Observe the backup process by running the following command:
$ watch "oc get backup -n openshift-adp <backup_resource_name> -o jsonpath='{.status}'"
Observe the restore process by running the following command:
$ watch "oc get restore -n openshift-adp <backup_resource_name> -o jsonpath='{.status}'"

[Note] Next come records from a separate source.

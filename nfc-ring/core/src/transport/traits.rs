//! Transport Traits
//!
//! Core trait definitions for client-daemon communication.
//!
//! Two traits split the transport capability:
//! - `Connector`: opens a fresh connection to the daemon (one per operation)
//! - `TokenChannel`: sends and receives framed text messages on that connection

use std::fmt;

use async_trait::async_trait;

/// Errors that can occur during transport operations
#[derive(Debug)]
pub enum TransportError {
    /// Connection to the daemon failed
    ConnectionFailed(String),
    /// Connection was closed by the peer
    ConnectionClosed,
    /// Failed to send message
    SendFailed(String),
    /// Failed to receive message
    ReceiveFailed(String),
    /// IO error from underlying transport
    IoError(std::io::Error),
    /// Frame length exceeds the allowed maximum
    FrameTooLarge {
        /// Size that was requested or announced
        size: usize,
        /// Maximum allowed size
        max: usize,
    },
    /// Frame checksum mismatch - data corruption detected
    ChecksumMismatch {
        /// Expected checksum value
        expected: u32,
        /// Actual checksum value received
        actual: u32,
    },
}

impl fmt::Display for TransportError {
    fn fmt(&self, f: &mut fmt::Formatter<'_>) -> fmt::Result {
        match self {
            Self::ConnectionFailed(msg) => write!(f, "Connection failed: {msg}"),
            Self::ConnectionClosed => write!(f, "Connection closed"),
            Self::SendFailed(msg) => write!(f, "Send failed: {msg}"),
            Self::ReceiveFailed(msg) => write!(f, "Receive failed: {msg}"),
            Self::IoError(e) => write!(f, "IO error: {e}"),
            Self::FrameTooLarge { size, max } => {
                write!(f, "Frame too large: {size} bytes (max: {max})")
            }
            Self::ChecksumMismatch { expected, actual } => write!(
                f,
                "Checksum mismatch: expected {expected:#010x}, got {actual:#010x}"
            ),
        }
    }
}

impl std::error::Error for TransportError {
    fn source(&self) -> Option<&(dyn std::error::Error + 'static)> {
        match self {
            Self::IoError(e) => Some(e),
            _ => None,
        }
    }
}

impl From<std::io::Error> for TransportError {
    fn from(err: std::io::Error) -> Self {
        Self::IoError(err)
    }
}

/// One open connection to the ring daemon
///
/// Carries one message per frame in each direction. Framing is the channel's
/// business; callers send message text and read back raw payloads, which the
/// codec interprets.
#[async_trait]
pub trait TokenChannel: Send {
    /// Send one message
    async fn send(&mut self, message: &str) -> Result<(), TransportError>;

    /// Block until a message arrives or the read timeout elapses
    ///
    /// Returns `Ok(None)` when no message arrived in time. A frame with an
    /// empty payload is returned as an empty buffer; interpreting it is up to
    /// the codec.
    async fn read_message(&mut self) -> Result<Option<Vec<u8>>, TransportError>;
}

/// Opens connections to the ring daemon
#[async_trait]
pub trait Connector: Send + Sync {
    /// Channel type produced by this connector
    type Channel: TokenChannel;

    /// Open a new connection
    async fn connect(&self) -> Result<Self::Channel, TransportError>;
}
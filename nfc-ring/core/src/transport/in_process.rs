//! In-Process Transport
//!
//! Channel-based stand-in for the ring daemon. The client side gets an
//! [`InProcessConnector`]; the other end, a [`DaemonEnd`], sees every message
//! the client sends and decides what the client reads.
//!
//! # Usage
//!
//! ```ignore
//! let (connector, mut daemon) = InProcessTransport::new_pair();
//! let client = TokenClient::new(connector, ClientOptions::default());
//!
//! daemon.reply(r#"{"Type":"NewTokenAvailable","Token":"04a1b2"}"#);
//! let token = client.acquire_new_token(&cancel).await?;
//! ```

use std::sync::atomic::{AtomicBool, AtomicUsize, Ordering};
use std::sync::Arc;
use std::time::Duration;

use async_trait::async_trait;
use tokio::sync::{mpsc, Mutex};

use super::traits::{Connector, TokenChannel, TransportError};

/// How long an in-process read waits for a queued reply
const READ_TIMEOUT: Duration = Duration::from_millis(20);

/// Constructor namespace for connector/daemon pairs
pub struct InProcessTransport;

impl InProcessTransport {
    /// Create a connected connector/daemon pair
    #[must_use]
    pub fn new_pair() -> (InProcessConnector, DaemonEnd) {
        let (request_tx, request_rx) = mpsc::unbounded_channel();
        let (reply_tx, reply_rx) = mpsc::unbounded_channel();
        let connections = Arc::new(AtomicUsize::new(0));
        let reads = Arc::new(AtomicUsize::new(0));
        let refuse = Arc::new(AtomicBool::new(false));

        let connector = InProcessConnector {
            request_tx,
            reply_rx: Arc::new(Mutex::new(reply_rx)),
            read_timeout: READ_TIMEOUT,
            connections: Arc::clone(&connections),
            reads: Arc::clone(&reads),
            refuse: Arc::clone(&refuse),
        };

        let daemon = DaemonEnd {
            request_rx,
            reply_tx,
            connections,
            reads,
            refuse,
        };

        (connector, daemon)
    }
}

/// Client side of an in-process pair
#[derive(Clone)]
pub struct InProcessConnector {
    request_tx: mpsc::UnboundedSender<String>,
    reply_rx: Arc<Mutex<mpsc::UnboundedReceiver<Vec<u8>>>>,
    read_timeout: Duration,
    connections: Arc<AtomicUsize>,
    reads: Arc<AtomicUsize>,
    refuse: Arc<AtomicBool>,
}

#[async_trait]
impl Connector for InProcessConnector {
    type Channel = InProcessChannel;

    async fn connect(&self) -> Result<InProcessChannel, TransportError> {
        if self.refuse.load(Ordering::SeqCst) {
            return Err(TransportError::ConnectionFailed(
                "In-process daemon refused the connection".to_string(),
            ));
        }

        self.connections.fetch_add(1, Ordering::SeqCst);

        Ok(InProcessChannel {
            request_tx: self.request_tx.clone(),
            reply_rx: Arc::clone(&self.reply_rx),
            read_timeout: self.read_timeout,
            reads: Arc::clone(&self.reads),
        })
    }
}

/// One in-process connection
pub struct InProcessChannel {
    request_tx: mpsc::UnboundedSender<String>,
    reply_rx: Arc<Mutex<mpsc::UnboundedReceiver<Vec<u8>>>>,
    read_timeout: Duration,
    reads: Arc<AtomicUsize>,
}

#[async_trait]
impl TokenChannel for InProcessChannel {
    async fn send(&mut self, message: &str) -> Result<(), TransportError> {
        self.request_tx
            .send(message.to_string())
            .map_err(|_| TransportError::SendFailed("Daemon end dropped".to_string()))
    }

    async fn read_message(&mut self) -> Result<Option<Vec<u8>>, TransportError> {
        self.reads.fetch_add(1, Ordering::SeqCst);

        let mut rx = self.reply_rx.lock().await;
        match tokio::time::timeout(self.read_timeout, rx.recv()).await {
            Err(_) => Ok(None),
            Ok(Some(reply)) => Ok(Some(reply)),
            Ok(None) => Err(TransportError::ConnectionClosed),
        }
    }
}

/// Daemon side of an in-process pair
pub struct DaemonEnd {
    request_rx: mpsc::UnboundedReceiver<String>,
    reply_tx: mpsc::UnboundedSender<Vec<u8>>,
    connections: Arc<AtomicUsize>,
    reads: Arc<AtomicUsize>,
    refuse: Arc<AtomicBool>,
}

impl DaemonEnd {
    /// Queue a reply payload for the client's next read
    pub fn reply(&self, message: impl Into<Vec<u8>>) {
        // The connector holds the receiver for as long as the client lives.
        let _ = self.reply_tx.send(message.into());
    }

    /// Next message the client sent, waiting up to `timeout`
    pub async fn next_request(&mut self, timeout: Duration) -> Option<String> {
        tokio::time::timeout(timeout, self.request_rx.recv())
            .await
            .ok()
            .flatten()
    }

    /// Message the client already sent, without waiting
    pub fn try_next_request(&mut self) -> Option<String> {
        self.request_rx.try_recv().ok()
    }

    /// Number of connections opened so far
    #[must_use]
    pub fn connections(&self) -> usize {
        self.connections.load(Ordering::SeqCst)
    }

    /// Number of read attempts made so far
    #[must_use]
    pub fn reads(&self) -> usize {
        self.reads.load(Ordering::SeqCst)
    }

    /// Make subsequent connection attempts fail
    pub fn refuse_connections(&self, refuse: bool) {
        self.refuse.store(refuse, Ordering::SeqCst);
    }

    /// Drop the inbound side so client sends fail
    pub fn close_requests(&mut self) {
        self.request_rx.close();
    }
}
use crate::{
    Color, DEFAULT_BACKGROUND, DEFAULT_FOREGROUND, companion_for, is_readable, is_transparent,
};

/// Colors observed on one element of the ancestor chain, innermost first.
#[derive(Clone, Copy, Debug, Default)]
pub struct ColorSample {
    pub background: Option<Color>,
    pub foreground: Option<Color>,
}

#[derive(Clone, Copy, Debug, PartialEq)]
pub struct Theme {
    pub background: Color,
    pub foreground: Color,
}

/// Resolves a readable background/foreground pair from a chain of color
/// samples ordered from the code block outward.
///
/// Resolution order:
/// 1. the block's own pair, when it already contrasts;
/// 2. any ancestor text color that contrasts with the found background;
/// 3. a synthesized foreground picked by the background's luminance;
/// 4. a fixed default pair when no background exists anywhere in the chain.
pub fn resolve_theme(chain: &[ColorSample]) -> Theme {
    let background = chain
        .iter()
        .filter_map(|sample| sample.background)
        .find(|&bg| !is_transparent(bg));

    let Some(background) = background else {
        return Theme {
            background: DEFAULT_BACKGROUND,
            foreground: DEFAULT_FOREGROUND,
        };
    };

    let own_foreground = chain.iter().find_map(|sample| sample.foreground);
    if let Some(foreground) = own_foreground {
        if is_readable(background, foreground) {
            return Theme {
                background,
                foreground,
            };
        }
    }

    for sample in chain {
        if let Some(foreground) = sample.foreground {
            if is_readable(background, foreground) {
                return Theme {
                    background,
                    foreground,
                };
            }
        }
    }

    Theme {
        background,
        foreground: companion_for(background),
    }
}

#[cfg(test)]
mod tests {
    use super::{ColorSample, Theme, resolve_theme};
    use crate::{Color, DEFAULT_BACKGROUND, DEFAULT_FOREGROUND, is_readable, relative_luminance};

    const WHITE: Color = (255, 255, 255, 255);
    const BLACK: Color = (0, 0, 0, 255);
    const NEAR_WHITE: Color = (240, 240, 240, 255);

    fn sample(background: Option<Color>, foreground: Option<Color>) -> ColorSample {
        ColorSample {
            background,
            foreground,
        }
    }

    #[test]
    fn contrasting_own_pair_is_used_verbatim() {
        let theme = resolve_theme(&[sample(Some(WHITE), Some(BLACK))]);
        assert_eq!(
            theme,
            Theme {
                background: WHITE,
                foreground: BLACK
            }
        );
    }

    #[test]
    fn background_is_found_on_an_ancestor_past_transparent_ones() {
        let chain = [
            sample(Some((0, 0, 0, 0)), Some(BLACK)),
            sample(None, None),
            sample(Some(WHITE), None),
        ];
        let theme = resolve_theme(&chain);
        assert_eq!(theme.background, WHITE);
        assert_eq!(theme.foreground, BLACK);
    }

    #[test]
    fn unreadable_own_pair_falls_back_to_ancestor_text_color() {
        let chain = [
            sample(Some(WHITE), Some(NEAR_WHITE)),
            sample(None, Some(BLACK)),
        ];
        let theme = resolve_theme(&chain);
        assert_eq!(theme.background, WHITE);
        assert_eq!(theme.foreground, BLACK);
    }

    #[test]
    fn synthesized_foreground_is_dark_on_light_background() {
        let theme = resolve_theme(&[sample(Some(WHITE), Some(NEAR_WHITE))]);
        assert_eq!(theme.background, WHITE);
        assert!(
            relative_luminance(theme.foreground) < 0.5,
            "expected a synthesized dark foreground, got {:?}",
            theme.foreground
        );
        assert!(is_readable(theme.background, theme.foreground));
    }

    #[test]
    fn synthesized_foreground_is_light_on_dark_background() {
        let dark: Color = (40, 44, 52, 255);
        let theme = resolve_theme(&[sample(Some(dark), None)]);
        assert_eq!(theme.background, dark);
        assert!(relative_luminance(theme.foreground) > 0.5);
    }

    #[test]
    fn missing_background_everywhere_uses_default_pair() {
        let theme = resolve_theme(&[sample(None, Some(BLACK)), sample(None, None)]);
        assert_eq!(theme.background, DEFAULT_BACKGROUND);
        assert_eq!(theme.foreground, DEFAULT_FOREGROUND);
    }
}
//! Code-block tokenization and model-input canonicalization.

mod canonical;
mod splitter;

pub use canonical::canonicalize;
pub use splitter::{
    Fragment, assign_token_ids, is_delimiter, split_runs, token_elements, tokenize_code_block,
    wrap_code_tokens,
};
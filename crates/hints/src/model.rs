//! Wire model for hover hints, matching the JSON schema requested from the
//! model: `{ "hoverHintList": [ { "ids": […], "documentation": {…} }, … ] }`.
//! The documentation variant is tag-discriminated on `type`.

use std::collections::BTreeMap;

use core_types::TokenId;
use serde::{Deserialize, Serialize};

/// JSON key of the streamed hint array.
pub const HINT_LIST_KEY: &str = "hoverHintList";

#[derive(Clone, Debug, Deserialize, Serialize, PartialEq)]
pub struct HoverHint {
    /// Token ids this hint attaches to, in order.
    pub ids: Vec<TokenId>,
    pub documentation: Documentation,
}

#[derive(Clone, Debug, Deserialize, Serialize, PartialEq)]
#[serde(tag = "type", rename_all = "camelCase")]
pub enum Documentation {
    Function(FunctionDoc),
    Object(ObjectDoc),
    Variable(VariableDoc),
}

#[derive(Clone, Debug, Deserialize, Serialize, PartialEq)]
#[serde(rename_all = "camelCase")]
pub struct FunctionDoc {
    pub signature: String,
    #[serde(default, skip_serializing_if = "Vec::is_empty")]
    pub param_docs: Vec<ParamDoc>,
    #[serde(default, skip_serializing_if = "Option::is_none")]
    pub return_doc: Option<String>,
    #[serde(default, skip_serializing_if = "Option::is_none")]
    pub explanation: Option<String>,
    /// Literal signature substrings mapped to CSS declarations, used to
    /// recolor the rendered signature to match the source theme.
    #[serde(default, skip_serializing_if = "Option::is_none")]
    pub token_styles: Option<BTreeMap<String, String>>,
}

#[derive(Clone, Debug, Deserialize, Serialize, PartialEq)]
#[serde(rename_all = "camelCase")]
pub struct ParamDoc {
    pub name: String,
    pub doc: String,
}

#[derive(Clone, Debug, Deserialize, Serialize, PartialEq)]
#[serde(rename_all = "camelCase")]
pub struct ObjectDoc {
    pub doc_in_html: String,
    #[serde(default, skip_serializing_if = "Option::is_none")]
    pub property_docs: Option<Vec<PropertyDoc>>,
}

#[derive(Clone, Debug, Deserialize, Serialize, PartialEq)]
#[serde(rename_all = "camelCase")]
pub struct PropertyDoc {
    pub name: String,
    pub doc: String,
}

#[derive(Clone, Debug, Deserialize, Serialize, PartialEq)]
#[serde(rename_all = "camelCase")]
pub struct VariableDoc {
    pub doc_in_html: String,
}

#[cfg(test)]
mod tests {
    use super::{Documentation, HoverHint};

    #[test]
    fn variable_hint_deserializes_from_wire_shape() {
        let raw = r#"{"ids":["a"],"documentation":{"type":"variable","docInHtml":"x"}}"#;
        let hint: HoverHint = serde_json::from_str(raw).unwrap();
        assert_eq!(hint.ids, vec!["a"]);
        assert!(
            matches!(&hint.documentation, Documentation::Variable(v) if v.doc_in_html == "x")
        );
    }

    #[test]
    fn function_hint_accepts_optional_fields_missing() {
        let raw = r#"{"ids":["f"],"documentation":{"type":"function","signature":"fn f()"}}"#;
        let hint: HoverHint = serde_json::from_str(raw).unwrap();
        let Documentation::Function(doc) = &hint.documentation else {
            panic!("expected function variant");
        };
        assert_eq!(doc.signature, "fn f()");
        assert!(doc.param_docs.is_empty());
        assert!(doc.return_doc.is_none());
    }

    #[test]
    fn object_hint_reads_property_docs() {
        let raw = r#"{"ids":["o"],"documentation":{"type":"object",
            "docInHtml":"A config object",
            "propertyDocs":[{"name":"url","doc":"endpoint"}]}}"#;
        let hint: HoverHint = serde_json::from_str(raw).unwrap();
        let Documentation::Object(doc) = &hint.documentation else {
            panic!("expected object variant");
        };
        assert_eq!(doc.property_docs.as_ref().unwrap()[0].name, "url");
    }

    #[test]
    fn unknown_type_tag_is_rejected() {
        let raw = r#"{"ids":["a"],"documentation":{"type":"class","docInHtml":"x"}}"#;
        assert!(serde_json::from_str::<HoverHint>(raw).is_err());
    }
}
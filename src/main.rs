//! Demo binary: annotates the code blocks of an HTML page with hover hints.
//!
//! `--dry-run` stops after tokenization and prints the canonical model input
//! per block; a full run drives the retrieval runtime end to end and reports
//! every hint as it streams in.

use std::fs;
use std::path::PathBuf;
use std::process::ExitCode;

use clap::Parser;

use bus::{CoreCommand, CoreEvent, make_bus};
use net::ModelConfig;

#[derive(Parser)]
#[command(name = "hoverlay", about = "Hover-hint annotation for highlighted code blocks")]
struct Args {
    /// HTML page to annotate.
    #[arg(long)]
    input: PathBuf,

    /// Model endpoint configuration (TOML: key, url, model).
    #[arg(long)]
    config: Option<PathBuf>,

    /// Tokenize and print the canonical model input without calling the model.
    #[arg(long)]
    dry_run: bool,
}

fn main() -> ExitCode {
    env_logger::init();
    let args = Args::parse();
    match run(&args) {
        Ok(()) => ExitCode::SUCCESS,
        Err(message) => {
            eprintln!("hoverlay: {message}");
            ExitCode::FAILURE
        }
    }
}

fn run(args: &Args) -> Result<(), String> {
    let markup = fs::read_to_string(&args.input)
        .map_err(|e| format!("reading {}: {e}", args.input.display()))?;

    let mut dom = html::parse(&markup);
    let mut page = overlay::PageState::new();
    let block_ids = page.process_document(&mut dom);
    if block_ids.is_empty() {
        println!("no code blocks found in {}", args.input.display());
        return Ok(());
    }
    log::info!("{} code blocks, {} tokens", block_ids.len(), page.mappings.len());

    let roots = overlay::find_code_block_roots(&dom);
    let block_markup: Vec<String> = roots
        .iter()
        .filter_map(|root_id| html::find_node_by_id(&dom, *root_id))
        .map(html::serialize)
        .collect();

    if args.dry_run {
        for (block_id, raw) in block_ids.iter().zip(&block_markup) {
            println!("== {block_id}");
            println!("{}", lex::canonicalize(raw));
        }
        return Ok(());
    }

    let config_path = args
        .config
        .as_deref()
        .ok_or("a --config file is required unless --dry-run is given")?;
    let config = ModelConfig::load(config_path).map_err(|e| e.to_string())?;
    let transport = runtime_retrieval::make_transport(config).map_err(|e| e.to_string())?;

    let (bus, cmd_rx) = make_bus();
    runtime_retrieval::start_retrieval_runtime(cmd_rx, bus.evt_tx.clone(), transport);

    for (request_id, raw) in block_markup.iter().enumerate() {
        bus.cmd_tx
            .send(CoreCommand::HoverHintRetrieval {
                page_id: 1,
                request_id: request_id as u64,
                code_block_raw_html: raw.clone(),
            })
            .map_err(|_| "retrieval runtime is gone".to_string())?;
    }

    let mut state = overlay::HoverHintState::new();
    let mut outstanding = block_markup.len();
    let mut received = 0usize;
    let mut failures = 0usize;
    while outstanding > 0 {
        let event = bus
            .evt_rx
            .recv()
            .map_err(|_| "retrieval runtime is gone".to_string())?;
        match event {
            CoreEvent::HoverHint { hover_hint, .. } => {
                overlay::attach_hover_hint(&hover_hint, &mut state, &page.mappings, &mut dom);
                received += 1;
                println!("hint for tokens {:?}", hover_hint.ids);
            }
            CoreEvent::HoverHintDone { request_id, .. } => {
                log::debug!("request {request_id} complete");
                outstanding -= 1;
            }
            CoreEvent::HoverHintError {
                request_id,
                error_message,
                ..
            } => {
                eprintln!("hoverlay: request {request_id} failed: {error_message}");
                failures += 1;
                outstanding -= 1;
            }
        }
    }

    println!("{received} hints attached across {} blocks", block_ids.len());
    if failures > 0 {
        return Err(format!("{failures} of {} requests failed", block_ids.len()));
    }
    Ok(())
}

Observe the Velero logs by running the following command:
$ oc logs -n openshift-adp -ldeploy=velero -f
Observe the progress of all of the OADP objects by running the following command:
$ watch "echo BackupRepositories:;echo;oc get backuprepositories.velero.io -A;echo; echo BackupStorageLocations: ;echo; oc get backupstoragelocations.velero.io -A;echo;echo DataUploads: ;echo;oc get datauploads.velero.io -A;echo;echo DataDownloads: ;echo;oc get datadownloads.velero.io -n openshift-adp; echo;echo VolumeSnapshotLocations: ;echo;oc get volumesnapshotlocations.velero.io -A;echo;echo Backups:;echo;oc get backup -A; echo;echo Restores:;echo;oc get restore -A"
When using OpenShift API for Data Protection, you can get more details of the Backup
and Restore
resources by using the velero
command-line interface (CLI).
Create an alias to use the velero
CLI from a container by running the following command:
$ alias velero='oc -n openshift-adp exec deployment/velero -c velero -it -- ./velero'
Get details of your Restore
custom resource (CR) by running the following command:
$ velero restore describe <restore_resource_name> --details (1)
1 | Replace <restore_resource_name> with the name of your Restore resource. |
Get details of your Backup
CR by running the following command:
$ velero restore describe <backup_resource_name> --details (1)
1 | Replace <backup_resource_name> with the name of your Backup resource. |